The parallel goto > works much like >> fork operator except all machines resume processing at the same point. This allows a program to distribute itself across a network and work in parallel. This makes programming map reduce style programs trivial, as a program can be written to naturally perform the same reduction across an entire network.
It should be important to note that none of these operations perform any sort of collection of related processes. While Ferl has a concept of spawning a thread, you can't thread join. The reason for this lies in fundamental concept of a program. Once a program forks a process, the system treats each as first class citizens. If two programs need to communicate they do so through message sends. In Ferl the Forth memory access operators @ and ! have been repurposed to mean receive and send. The receive @ operator reads a message from the process inbox and places it on the stack. Similarly, the send ! operator, sends the next value on the stack to the process id on the top of the stack. To acquire the process id of the current process, the $ operator pushes the process id
For example, if a program wants to receive data from a set of child processes, it might use:
Where the main process places it's pid on top of the stack and then spawns on 3 machines (slave1, slave2, and slave3), and then by inspecting the current pid vs the on placed on the stack before the split either waits for messages (if the original) or does work. The wait-for-slaves and do-work methods are user defined methods of the program.
The list constructor is used to declare an inline list, which exists as a single object on top of the stack. Ferl also supports JSONesque property lists as well as lists, which too only occupy a single stack slot. Lists and objects can be dereferenced using the the . operator. List and object mutation is currently not allowed in Ferl, but may be in future versions. However, new objects and lists can be created through concatenation of other lists using the ++ operator. The reason for this largely lies in the premise that most processing should occur on the stack, and that the state of the program must be easily transferable from one machine to another. As such it is easier to guarantee the behavior of a list of object if we need not worry about the details of how it is laid out in memory.
For real world applications, it is often necessary to manipulate local state. In fact, a large part of the reason Ferl exists is that it is often more efficient to distribute a program to where the data is stored than it is to move the data to the program! When working with such data, Ferl allows for access to local Erlang methods and NIFs using the module:function/arity symbolic reference. The top values of the stack will be passed to the function in order, with the top of stack being the first parameter, and so forth. Using these methods a program may access local data, network, etc.
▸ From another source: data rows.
//! The authenticated identity and what it may do.
//!
//! Capabilities are a closed set: the `permissions` claim of an access token
//! is parsed into [`Capability`] values and anything unrecognised is dropped,
//! so a misspelt tag can never satisfy a route requirement.

use std::collections::BTreeSet;
use std::fmt;
use std::str::FromStr;

use serde::{Deserialize, Serialize};
use tracing::debug;

use super::lifecycle::Claims;

#[derive(Debug, Clone, Copy, PartialEq, Eq, PartialOrd, Ord, Hash, Serialize, Deserialize)]
#[serde(rename_all = "snake_case")]
#[cfg_attr(feature = "ts", derive(ts_rs::TS))]
#[cfg_attr(feature = "ts", ts(export))]
pub enum Capability {
    ViewPortfolio,
    ManagePortfolio,
    ViewPricing,
    ManagePricing,
    ViewReports,
    ManageUsers,
}

impl Capability {
    pub const ALL: [Capability; 6] = [
        Capability::ViewPortfolio,
        Capability::ManagePortfolio,
        Capability::ViewPricing,
        Capability::ManagePricing,
        Capability::ViewReports,
        Capability::ManageUsers,
    ];

    pub fn as_str(&self) -> &'static str {
        match self {
            Capability::ViewPortfolio => "view_portfolio",
            Capability::ManagePortfolio => "manage_portfolio",
            Capability::ViewPricing => "view_pricing",
            Capability::ManagePricing => "manage_pricing",
            Capability::ViewReports => "view_reports",
            Capability::ManageUsers => "manage_users",
        }
    }
}

impl fmt::Display for Capability {
    fn fmt(&self, f: &mut fmt::Formatter<'_>) -> fmt::Result {
        f.write_str(self.as_str())
    }
}

#[derive(Debug, Clone, PartialEq, Eq)]
pub struct UnknownCapability(pub String);

impl fmt::Display for UnknownCapability {
    fn fmt(&self, f: &mut fmt::Formatter<'_>) -> fmt::Result {
        write!(f, "unknown capability '{}'", self.0)
    }
}

impl std::error::Error for UnknownCapability {}

impl FromStr for Capability {
    type Err = UnknownCapability;

    fn from_str(s: &str) -> Result<Self, Self::Err> {
        Capability::ALL
            .into_iter()
            .find(|c| c.as_str() == s)
            .ok_or_else(|| UnknownCapability(s.to_string()))
    }
}

/// A set of capabilities. Used both for what a principal holds and for what a
/// route requires.
#[derive(Debug, Clone, Default, PartialEq, Eq, Serialize, Deserialize)]
#[serde(transparent)]
pub struct CapabilitySet(BTreeSet<Capability>);

impl CapabilitySet {
    pub fn new() -> Self {
        Self::default()
    }

    pub fn contains(&self, capability: Capability) -> bool {
        self.0.contains(&capability)
    }

    pub fn insert(&mut self, capability: Capability) -> bool {
        self.0.insert(capability)
    }

    pub fn is_empty(&self) -> bool {
        self.0.is_empty()
    }

    pub fn len(&self) -> usize {
        self.0.len()
    }

    /// True when every capability in `self` is also in `other`
    pub fn is_subset(&self, other: &CapabilitySet) -> bool {
        self.0.is_subset(&other.0)
    }

    pub fn iter(&self) -> impl Iterator<Item = Capability> + '_ {
        self.0.iter().copied()
    }

    /// Parse tags from a token, keeping only known capabilities
    pub fn from_tags<S: AsRef<str>>(tags: &[S]) -> Self {
        let mut set = Self::new();
        for tag in tags {
            match tag.as_ref().parse::<Capability>() {
                Ok(capability) => {
                    set.insert(capability);
                }
                Err(e) => debug!(error = %e, "Ignoring permission tag"),
            }
        }
        set
    }
}

impl FromIterator<Capability> for CapabilitySet {
    fn from_iter<I: IntoIterator<Item = Capability>>(iter: I) -> Self {
        Self(iter.into_iter().collect())
    }
}

impl<const N: usize> From<[Capability; N]> for CapabilitySet {
    fn from(capabilities: [Capability; N]) -> Self {
        capabilities.into_iter().collect()
    }
}

/// Who the access token says the caller is. Always derived from the token
/// currently in the store, never kept across a token replacement.
#[derive(Debug, Clone, PartialEq, Eq)]
pub struct Principal {
    pub subject: String,
    pub role: Option<String>,
    pub capabilities: CapabilitySet,
}

impl Principal {
    pub fn from_claims(claims: &Claims) -> Self {
        Self {
            subject: claims.sub.clone().unwrap_or_default(),
            role: claims.role.clone(),
            capabilities: CapabilitySet::from_tags(&claims.permissions),
        }
    }

    pub fn has(&self, capability: Capability) -> bool {
        self.capabilities.contains(capability)
    }
}
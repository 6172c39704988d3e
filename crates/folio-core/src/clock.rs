//! Time source for expiry decisions.
//!
//! Lifecycle classification always takes an explicit `now`; components that
//! classify on their own read it from an injected [`Clock`].

use std::sync::Mutex;

use chrono::{DateTime, Duration, Utc};

pub trait Clock: Send + Sync {
    fn now(&self) -> DateTime<Utc>;
}

/// Wall clock.
#[derive(Debug, Default, Clone, Copy)]
pub struct SystemClock;

impl Clock for SystemClock {
    fn now(&self) -> DateTime<Utc> {
        Utc::now()
    }
}

/// A clock that only moves when told to. Used by tests and UI previews.
#[derive(Debug)]
pub struct ManualClock {
    now: Mutex<DateTime<Utc>>,
}

impl ManualClock {
    pub fn new(start: DateTime<Utc>) -> Self {
        Self {
            now: Mutex::new(start),
        }
    }

    /// Move the clock forward by `by`
    pub fn advance(&self, by: Duration) {
        let mut now = self.now.lock().unwrap_or_else(|e| e.into_inner());
        *now += by;
    }

    pub fn set(&self, to: DateTime<Utc>) {
        *self.now.lock().unwrap_or_else(|e| e.into_inner()) = to;
    }
}

impl Clock for ManualClock {
    fn now(&self) -> DateTime<Utc> {
        *self.now.lock().unwrap_or_else(|e| e.into_inner())
    }
}
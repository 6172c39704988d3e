//! Route guards.
//!
//! The router asks [`CapabilityGuard::activate`] before showing a route. The
//! principal is derived from the store on every call. Denials are uniform: an
//! unauthorized principal is sent to the neutral route and is never told which
//! capability it lacked.

use std::sync::Arc;

use reqwest::Url;
use tracing::debug;

use crate::clock::Clock;
use crate::config::Config;

use super::lifecycle;
use super::{AuthError, CapabilitySet, CredentialStore, Principal, SessionTerminator, TerminationReason};

/// Base used only to borrow `Url`'s query encoding for app-relative paths
const LOCAL_BASE: &str = "http://localhost";

const RETURN_URL_PARAM: &str = "returnUrl";

#[derive(Debug, Clone, PartialEq, Eq)]
pub enum RouteAccess {
    /// Anyone, session untouched
    Public,
    /// Public page that ends any current session (landing, registration)
    SignedOut,
    /// The login page itself
    Login,
    Protected(CapabilitySet),
}

/// A navigation attempt.
#[derive(Debug, Clone, PartialEq, Eq)]
pub struct Route {
    pub path: String,
    pub access: RouteAccess,
    /// `returnUrl` carried by the navigation, if any
    pub return_url: Option<String>,
}

impl Route {
    pub fn new(path: impl Into<String>, access: RouteAccess) -> Self {
        Self {
            path: path.into(),
            access,
            return_url: None,
        }
    }

    pub fn public(path: impl Into<String>) -> Self {
        Self::new(path, RouteAccess::Public)
    }

    pub fn signed_out(path: impl Into<String>) -> Self {
        Self::new(path, RouteAccess::SignedOut)
    }

    pub fn login(path: impl Into<String>) -> Self {
        Self::new(path, RouteAccess::Login)
    }

    pub fn protected(path: impl Into<String>, required: impl Into<CapabilitySet>) -> Self {
        Self::new(path, RouteAccess::Protected(required.into()))
    }

    pub fn returning_to(mut self, return_url: impl Into<String>) -> Self {
        self.return_url = Some(return_url.into());
        self
    }
}

#[derive(Debug, Clone, PartialEq, Eq)]
pub struct Redirect {
    pub path: String,
    pub return_url: Option<String>,
}

impl Redirect {
    fn to(path: &str) -> Self {
        Self {
            path: path.to_string(),
            return_url: None,
        }
    }

    /// Path plus encoded query, e.g. `/login?returnUrl=%2Fholdings`
    pub fn location(&self) -> String {
        let Some(ref return_url) = self.return_url else {
            return self.path.clone();
        };
        let Ok(mut url) = Url::parse(LOCAL_BASE) else {
            return self.path.clone();
        };
        url.query_pairs_mut().append_pair(RETURN_URL_PARAM, return_url);
        format!("{}?{}", self.path, url.query().unwrap_or_default())
    }
}

#[derive(Debug, Clone, PartialEq, Eq)]
pub enum Navigation {
    Proceed,
    Redirect(Redirect),
}

/// Only app-relative paths are followed after login
fn is_local_path(url: &str) -> bool {
    url.starts_with('/') && !url.starts_with("//") && !url.contains('\\')
}

#[derive(Clone)]
pub struct CapabilityGuard {
    store: Arc<CredentialStore>,
    terminator: Arc<SessionTerminator>,
    clock: Arc<dyn Clock>,
    login_path: String,
    denied_path: String,
    home_path: String,
}

impl CapabilityGuard {
    pub fn new(
        store: Arc<CredentialStore>,
        terminator: Arc<SessionTerminator>,
        clock: Arc<dyn Clock>,
        config: &Config,
    ) -> Self {
        Self {
            store,
            terminator,
            clock,
            login_path: config.login_path.clone(),
            denied_path: config.denied_path.clone(),
            home_path: config.home_path.clone(),
        }
    }

    /// `required ⊆ principal.capabilities`; an empty requirement always passes
    pub fn can_activate(required: &CapabilitySet, principal: &Principal) -> bool {
        required.is_subset(&principal.capabilities)
    }

    /// The principal behind a usable (valid or expiring) access token
    pub fn principal(&self) -> Option<Principal> {
        let credential = self.store.read()?;
        if !lifecycle::classify(&credential, self.clock.now()).is_usable() {
            return None;
        }
        let token = lifecycle::decode(&credential.access_token).ok()?;
        Some(Principal::from_claims(&token.claims))
    }

    /// Check a capability requirement outside of navigation (feature gating)
    pub fn require(&self, required: &CapabilitySet) -> Result<Principal, AuthError> {
        let principal = self.principal().ok_or(AuthError::NotAuthenticated)?;
        if Self::can_activate(required, &principal) {
            Ok(principal)
        } else {
            Err(AuthError::PermissionDenied)
        }
    }

    pub fn activate(&self, route: &Route) -> Navigation {
        match route.access {
            RouteAccess::Public => Navigation::Proceed,
            RouteAccess::SignedOut => {
                self.terminator.terminate(TerminationReason::UserInitiated);
                Navigation::Proceed
            }
            RouteAccess::Login => self.activate_login(route),
            RouteAccess::Protected(ref required) => self.activate_protected(route, required),
        }
    }

    /// Already signed in: skip the login page
    fn activate_login(&self, route: &Route) -> Navigation {
        if self.principal().is_none() {
            return Navigation::Proceed;
        }
        let redirect_to = route
            .return_url
            .as_deref()
            .filter(|url| is_local_path(url))
            .unwrap_or(&self.home_path);
        debug!(redirect_to, "Already authenticated, skipping login");
        Navigation::Redirect(Redirect::to(redirect_to))
    }

    fn activate_protected(&self, route: &Route, required: &CapabilitySet) -> Navigation {
        match self.principal() {
            None => {
                debug!(path = %route.path, "Unauthenticated navigation, redirecting to login");
                Navigation::Redirect(Redirect {
                    path: self.login_path.clone(),
                    return_url: Some(route.path.clone()),
                })
            }
            Some(principal) if Self::can_activate(required, &principal) => Navigation::Proceed,
            Some(_) => {
                debug!(path = %route.path, "Navigation denied");
                Navigation::Redirect(Redirect::to(&self.denied_path))
            }
        }
    }

    /// Where to send the user when a session ends
    pub fn login_redirect(&self, return_url: Option<&str>) -> Redirect {
        Redirect {
            path: self.login_path.clone(),
            return_url: return_url.filter(|url| is_local_path(url)).map(str::to_string),
        }
    }
}
//! The transport seam between the session core and the network.
//!
//! Everything that leaves the process, including the login and refresh
//! calls, goes through a [`Transport`]. `HttpTransport` is the production
//! implementation; tests script their own.

use std::fmt;
use std::time::Duration;

use anyhow::Result;
use futures::future::{BoxFuture, FutureExt};
use reqwest::{header, Client, Method, StatusCode};
use serde::{de::DeserializeOwned, Serialize};
use thiserror::Error;
use tracing::debug;

use crate::config::Config;

/// Whether a request may go out without a credential.
#[derive(Debug, Clone, Copy, PartialEq, Eq, Default)]
pub enum AuthRequirement {
    /// Deny locally when no credential is stored
    #[default]
    Required,
    /// Public endpoint; attach a token only if one is held
    Optional,
}

#[derive(Clone)]
pub struct ApiRequest {
    pub method: Method,
    pub path: String,
    pub body: Option<serde_json::Value>,
    pub auth: AuthRequirement,
    bearer: Option<String>,
}

impl ApiRequest {
    pub fn new(method: Method, path: impl Into<String>) -> Self {
        Self {
            method,
            path: path.into(),
            body: None,
            auth: AuthRequirement::Required,
            bearer: None,
        }
    }

    pub fn get(path: impl Into<String>) -> Self {
        Self::new(Method::GET, path)
    }

    pub fn post(path: impl Into<String>) -> Self {
        Self::new(Method::POST, path)
    }

    /// Attach a JSON body
    pub fn json<B: Serialize + ?Sized>(mut self, body: &B) -> Result<Self, serde_json::Error> {
        self.body = Some(serde_json::to_value(body)?);
        Ok(self)
    }

    /// Mark the endpoint as public
    pub fn anonymous(mut self) -> Self {
        self.auth = AuthRequirement::Optional;
        self
    }

    pub(crate) fn with_bearer(mut self, token: Option<String>) -> Self {
        self.bearer = token;
        self
    }

    /// The access token that will be sent as `Authorization: Bearer`, if any
    pub fn bearer(&self) -> Option<&str> {
        self.bearer.as_deref()
    }
}

impl fmt::Debug for ApiRequest {
    fn fmt(&self, f: &mut fmt::Formatter<'_>) -> fmt::Result {
        f.debug_struct("ApiRequest")
            .field("method", &self.method)
            .field("path", &self.path)
            .field("auth", &self.auth)
            .field("bearer", &self.bearer.as_ref().map(|_| "<redacted>"))
            .finish()
    }
}

#[derive(Debug, Clone)]
pub struct ApiResponse {
    pub status: StatusCode,
    pub body: String,
}

impl ApiResponse {
    pub fn new(status: StatusCode, body: impl Into<String>) -> Self {
        Self {
            status,
            body: body.into(),
        }
    }

    pub fn is_success(&self) -> bool {
        self.status.is_success()
    }

    pub fn json<T: DeserializeOwned>(&self) -> Result<T, serde_json::Error> {
        serde_json::from_str(&self.body)
    }
}

#[derive(Error, Debug, Clone, PartialEq, Eq)]
pub enum TransportError {
    #[error("Request timed out")]
    Timeout,

    #[error("Network error: {0}")]
    Network(String),
}

impl From<reqwest::Error> for TransportError {
    fn from(e: reqwest::Error) -> Self {
        if e.is_timeout() {
            TransportError::Timeout
        } else {
            TransportError::Network(e.to_string())
        }
    }
}

pub trait Transport: Send + Sync {
    fn execute(&self, request: ApiRequest) -> BoxFuture<'_, Result<ApiResponse, TransportError>>;
}

/// `reqwest`-backed transport.
/// Clone is cheap - reqwest::Client uses Arc internally for connection pooling.
#[derive(Clone)]
pub struct HttpTransport {
    client: Client,
    base_url: String,
}

impl HttpTransport {
    pub fn new(base_url: impl Into<String>, timeout: Duration) -> Result<Self> {
        let client = Client::builder().timeout(timeout).build()?;
        Ok(Self {
            client,
            base_url: base_url.into(),
        })
    }

    pub fn from_config(config: &Config) -> Result<Self> {
        Self::new(config.api_base_url.clone(), config.request_timeout())
    }

    fn url(&self, path: &str) -> String {
        format!(
            "{}/{}",
            self.base_url.trim_end_matches('/'),
            path.trim_start_matches('/')
        )
    }
}

impl Transport for HttpTransport {
    fn execute(&self, request: ApiRequest) -> BoxFuture<'_, Result<ApiResponse, TransportError>> {
        async move {
            let url = self.url(&request.path);
            let mut builder = self
                .client
                .request(request.method.clone(), &url)
                .header(header::ACCEPT, "application/json");
            if let Some(token) = request.bearer() {
                builder = builder.bearer_auth(token);
            }
            if let Some(ref body) = request.body {
                builder = builder.json(body);
            }

            let response = builder.send().await?;
            let status = response.status();
            let body = response.text().await?;
            debug!(method = %request.method, path = %request.path, status = status.as_u16(), "Request completed");
            Ok(ApiResponse { status, body })
        }
        .boxed()
    }
}

#[cfg(test)]
mod tests {
    use super::*;

    #[test]
    fn test_url_joining() {
        let transport = HttpTransport::new("https://folio.example.com/api/", Duration::from_secs(5))
            .expect("Failed to build transport");
        assert_eq!(
            transport.url("/holdings"),
            "https://folio.example.com/api/holdings"
        );
        assert_eq!(
            transport.url("auth/refresh-token"),
            "https://folio.example.com/api/auth/refresh-token"
        );
    }

    #[test]
    fn test_debug_redacts_bearer() {
        let request = ApiRequest::get("/holdings").with_bearer(Some("secret-token".to_string()));
        let rendered = format!("{:?}", request);
        assert!(!rendered.contains("secret-token"));
        assert!(rendered.contains("<redacted>"));
    }

    #[test]
    fn test_builder_defaults_to_required_auth() {
        let request = ApiRequest::post("/orders")
            .json(&serde_json::json!({"symbol": "VTI"}))
            .expect("Failed to encode body");
        assert_eq!(request.auth, AuthRequirement::Required);
        assert_eq!(ApiRequest::get("/prices").anonymous().auth, AuthRequirement::Optional);
        assert!(request.body.is_some());
    }
}
use std::sync::{Mutex, MutexGuard, PoisonError};

use anyhow::Result;
use tracing::{debug, warn};

use super::backend::{CredentialBackend, MemoryBackend};
use super::Credential;

#[derive(Debug, Default)]
struct StoreState {
    epoch: u64,
    /// Set when the backend failed to clear; reads report absent until the
    /// next successful write.
    cleared_in_memory: bool,
}

/// The single source of truth for the current credential.
///
/// Every read goes to the backend; nothing above this type keeps its own
/// copy. Writes are serialised and every `clear()` or `replace()` starts a new
/// session epoch, which is how a refresh that finishes after logout or a new
/// login knows to drop its result.
pub struct CredentialStore {
    backend: Box<dyn CredentialBackend>,
    state: Mutex<StoreState>,
}

impl CredentialStore {
    pub fn new(backend: Box<dyn CredentialBackend>) -> Self {
        Self {
            backend,
            state: Mutex::new(StoreState::default()),
        }
    }

    pub fn in_memory() -> Self {
        Self::new(Box::new(MemoryBackend::default()))
    }

    fn lock(&self) -> MutexGuard<'_, StoreState> {
        self.state.lock().unwrap_or_else(PoisonError::into_inner)
    }

    /// Current credential, or `None` when absent, incomplete, or unreadable
    pub fn read(&self) -> Option<Credential> {
        let state = self.lock();
        self.load(&state)
    }

    fn load(&self, state: &StoreState) -> Option<Credential> {
        if state.cleared_in_memory {
            return None;
        }
        match self.backend.load() {
            Ok(Some(credential)) if credential.is_complete() => Some(credential),
            Ok(Some(_)) => {
                warn!("Stored credential is incomplete, treating as absent");
                None
            }
            Ok(None) => None,
            Err(e) => {
                warn!(error = %e, "Credential storage unavailable, treating as absent");
                None
            }
        }
    }

    fn write(&self, state: &mut StoreState, credential: &Credential) -> Result<()> {
        self.backend.save(credential)?;
        state.cleared_in_memory = false;
        Ok(())
    }

    /// Write within the current session (same epoch)
    pub fn save(&self, credential: &Credential) -> Result<()> {
        let mut state = self.lock();
        self.write(&mut state, credential)?;
        debug!("Credential saved");
        Ok(())
    }

    /// Install the credential of a new session. Any refresh still in flight
    /// for the previous one is discarded when it lands.
    pub fn replace(&self, credential: &Credential) -> Result<()> {
        let mut state = self.lock();
        self.write(&mut state, credential)?;
        state.epoch += 1;
        debug!(epoch = state.epoch, "New session credential installed");
        Ok(())
    }

    pub fn epoch(&self) -> u64 {
        self.lock().epoch
    }

    /// Save only if no `clear()` or `replace()` happened since `epoch` was read.
    /// Returns whether the credential was written.
    pub fn replace_if_current(&self, epoch: u64, credential: &Credential) -> Result<bool> {
        let mut state = self.lock();
        if state.epoch != epoch {
            debug!(expected = epoch, current = state.epoch, "Session epoch moved, dropping credential");
            return Ok(false);
        }
        self.write(&mut state, credential)?;
        debug!("Credential replaced");
        Ok(true)
    }

    /// Remove the whole record. Returns whether a credential was present.
    ///
    /// If the backend cannot delete the record it stays on disk, but this
    /// store reports absent from then on.
    pub fn clear(&self) -> bool {
        let mut state = self.lock();
        let present = self.load(&state).is_some();
        state.cleared_in_memory = match self.backend.clear() {
            Ok(()) => false,
            Err(e) => {
                warn!(error = %e, "Failed to clear credential storage, suppressing stored record");
                true
            }
        };
        state.epoch += 1;
        debug!(epoch = state.epoch, present, "Credential store cleared");
        present
    }
}
//! The two calls that mint credentials: login and refresh.
//!
//! Both carry a finite timeout and fail closed. Status mapping keeps the line
//! between "the server said no" (rejected/denied) and "we could not get an
//! answer" (unavailable) sharp, because only the latter is retryable.

use std::fmt;
use std::sync::Arc;
use std::time::Duration;

use reqwest::StatusCode;
use serde::Serialize;
use tracing::{debug, warn};

use crate::api::{ApiRequest, ApiResponse, Transport, TransportError};
use crate::config::Config;

use super::error::{AuthError, RefreshError};
use super::Credential;

pub const LOGIN_PATH: &str = "/auth/login";
pub const REFRESH_PATH: &str = "/auth/refresh-token";

#[derive(Clone, Serialize)]
pub struct LoginRequest {
    pub email: String,
    pub password: String,
}

impl LoginRequest {
    pub fn new(email: impl Into<String>, password: impl Into<String>) -> Self {
        Self {
            email: email.into(),
            password: password.into(),
        }
    }
}

impl fmt::Debug for LoginRequest {
    fn fmt(&self, f: &mut fmt::Formatter<'_>) -> fmt::Result {
        f.debug_struct("LoginRequest")
            .field("email", &self.email)
            .field("password", &"<redacted>")
            .finish()
    }
}

#[derive(Serialize)]
#[serde(rename_all = "camelCase")]
struct RefreshBody<'a> {
    refresh_token: &'a str,
}

/// Server rejected what we sent, as opposed to failing to answer
fn is_rejection(status: StatusCode) -> bool {
    matches!(status.as_u16(), 400 | 401 | 403)
}

fn parse_credential(response: &ApiResponse) -> Result<Credential, String> {
    let credential: Credential = response
        .json()
        .map_err(|e| format!("Invalid credential response: {}", e))?;
    if !credential.is_complete() {
        return Err("Credential response is missing a token".to_string());
    }
    Ok(credential)
}

/// Client for the auth endpoints.
/// Clone is cheap - the transport is shared.
#[derive(Clone)]
pub struct AuthApi {
    transport: Arc<dyn Transport>,
    login_timeout: Duration,
    refresh_timeout: Duration,
}

impl AuthApi {
    pub fn new(transport: Arc<dyn Transport>, login_timeout: Duration, refresh_timeout: Duration) -> Self {
        Self {
            transport,
            login_timeout,
            refresh_timeout,
        }
    }

    pub fn from_config(transport: Arc<dyn Transport>, config: &Config) -> Self {
        Self::new(transport, config.login_timeout(), config.refresh_timeout())
    }

    pub async fn login(&self, request: &LoginRequest) -> Result<Credential, AuthError> {
        let api_request = ApiRequest::post(LOGIN_PATH)
            .anonymous()
            .json(request)
            .map_err(|e| AuthError::LoginUnavailable(e.to_string()))?;

        let response = match tokio::time::timeout(self.login_timeout, self.transport.execute(api_request)).await {
            Ok(Ok(response)) => response,
            Ok(Err(e)) => return Err(AuthError::LoginUnavailable(e.to_string())),
            Err(_) => return Err(AuthError::LoginUnavailable(TransportError::Timeout.to_string())),
        };

        if is_rejection(response.status) {
            debug!(status = response.status.as_u16(), "Login rejected");
            return Err(AuthError::LoginRejected);
        }
        if !response.is_success() {
            return Err(AuthError::LoginUnavailable(format!("Status {}", response.status)));
        }
        parse_credential(&response).map_err(AuthError::LoginUnavailable)
    }

    pub async fn refresh(&self, refresh_token: &str) -> Result<Credential, RefreshError> {
        let api_request = ApiRequest::post(REFRESH_PATH)
            .anonymous()
            .json(&RefreshBody { refresh_token })
            .map_err(|e| RefreshError::Unavailable(e.to_string()))?;

        let response = match tokio::time::timeout(self.refresh_timeout, self.transport.execute(api_request)).await {
            Ok(Ok(response)) => response,
            Ok(Err(e)) => {
                warn!(error = %e, "Refresh request failed");
                return Err(RefreshError::Unavailable(e.to_string()));
            }
            Err(_) => {
                warn!(timeout_secs = self.refresh_timeout.as_secs(), "Refresh request timed out");
                return Err(RefreshError::Unavailable(TransportError::Timeout.to_string()));
            }
        };

        if is_rejection(response.status) {
            warn!(status = response.status.as_u16(), "Refresh token rejected");
            return Err(RefreshError::Denied);
        }
        if !response.is_success() {
            return Err(RefreshError::Unavailable(format!("Status {}", response.status)));
        }
        parse_credential(&response).map_err(RefreshError::Unavailable)
    }
}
Playing around with Ferl's programming model has definitely shifted my perspective on Erlang. One of the core concepts that changed for me was locality. With the ability to transfer the state machine from machine to machine, the data sets stored on each machine could be radically different. I could decompose data sets into series and collections of mnesia databases. For example, an index table could become a router, providing a list of nodes to visit to acquire a complete dataset. Data could be sparsely scattered over multiple clusters, and the program would visit each one. With the parallel dispatch the notion of scatter / gather programming feels natural but the need to supply a query engine to every node seems wrong. In fact, the entire notion of a database has started to feel off. Sending programs to inspect large memory structures seems more natural and sensible. Adding results to a database simply means prepending to the index w/ a short circuit in the program.
There is a lot more room to explore in this strange country.